• What the exercise asks: Look through the records, and wherever the string "into" turns up, copy out that line.

### The input ###

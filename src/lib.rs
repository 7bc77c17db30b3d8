//! `mlkit` is a small toolkit for supervised learning on tabular numeric data.
//!
//! It focuses on the steps every classical ML experiment goes through before and after a model
//! is trained:
//!
//! * keeping feature rows and their labels together in a [`Dataset`]
//! * rescaling feature columns in place ([`Dataset::normalize`], [`Dataset::standardize`])
//! * partitioning a dataset into reproducible training and held-out parts
//!   ([`Dataset::train_test_split`])
//! * scoring predictions against the ground truth ([`metrics`])
//!
//! Learning algorithms live in their own crates and plug into the [`Fit`](traits::Fit) and
//! [`Predict`](traits::Predict) traits defined here. The nearest neighbour classifier is provided
//! by `mlkit-nn`, and loading datasets from CSV files by `mlkit-datasets`.
//!
//! ```
//! use mlkit::prelude::*;
//! use ndarray::array;
//!
//! let mut dataset = Dataset::new(
//!     array![[1., 10.], [2., 20.], [3., 30.], [4., 40.], [5., 50.]],
//!     array![0, 0, 1, 1, 1],
//! );
//! dataset.normalize();
//!
//! let (train, test) = dataset.train_test_split(0.2, 41).unwrap();
//! assert_eq!(train.nsamples(), 4);
//! assert_eq!(test.nsamples(), 1);
//! ```

pub mod dataset;
pub mod error;
mod metrics_classification;
mod metrics_regression;
pub mod param_guard;
pub mod prelude;
pub mod traits;

pub use dataset::{Dataset, DatasetBase, DatasetView, Float, Label};
pub use error::{Error, ErrorKind};
pub use param_guard::ParamGuard;

/// Common metrics functions for classification and regression
pub mod metrics {
    pub use crate::metrics_classification::{ConfusionMatrix, ToConfusionMatrix};
    pub use crate::metrics_regression::Regression;
}
use mlkit::ErrorKind;
use thiserror::Error;

pub type Result<T> = std::result::Result<T, NnError>;

/// Error returned when building or querying a nearest neighbour classifier
#[derive(Error, Debug, Clone)]
pub enum NnError {
    #[error("k should be at least 1")]
    InvalidK,
    #[error("Minkowski distance requires a finite p >= 1, but p is {0}")]
    InvalidMinkowskiP(f64),
    #[error("k ({k}) is larger than the number of training samples ({nsamples})")]
    KTooLarge { k: usize, nsamples: usize },
    #[error("the classifier has not been fit")]
    NotFitted,
    #[error("the classifier was fit on an empty dataset")]
    EmptyTrainingSet,
    #[error("query has {found} features, but the training samples have {expected}")]
    DimensionMismatch { expected: usize, found: usize },
    #[error("distance to training sample {idx} is NaN")]
    NanDistance { idx: usize },
    #[error(transparent)]
    BaseCrate(#[from] mlkit::Error),
}

impl NnError {
    /// Classifies the error according to [`ErrorKind`]
    pub fn kind(&self) -> ErrorKind {
        match self {
            NnError::NotFitted | NnError::EmptyTrainingSet => ErrorKind::InvalidState,
            NnError::InvalidK
            | NnError::InvalidMinkowskiP(_)
            | NnError::KTooLarge { .. }
            | NnError::DimensionMismatch { .. }
            | NnError::NanDistance { .. } => ErrorKind::InvalidArgument,
            NnError::BaseCrate(err) => err.kind(),
        }
    }
}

###

• Output of the exercise:
//! * partitioning a dataset into reproducible training and held-out parts
//! Learning algorithms live in their own crates and plug into the [`Fit`](traits::Fit) and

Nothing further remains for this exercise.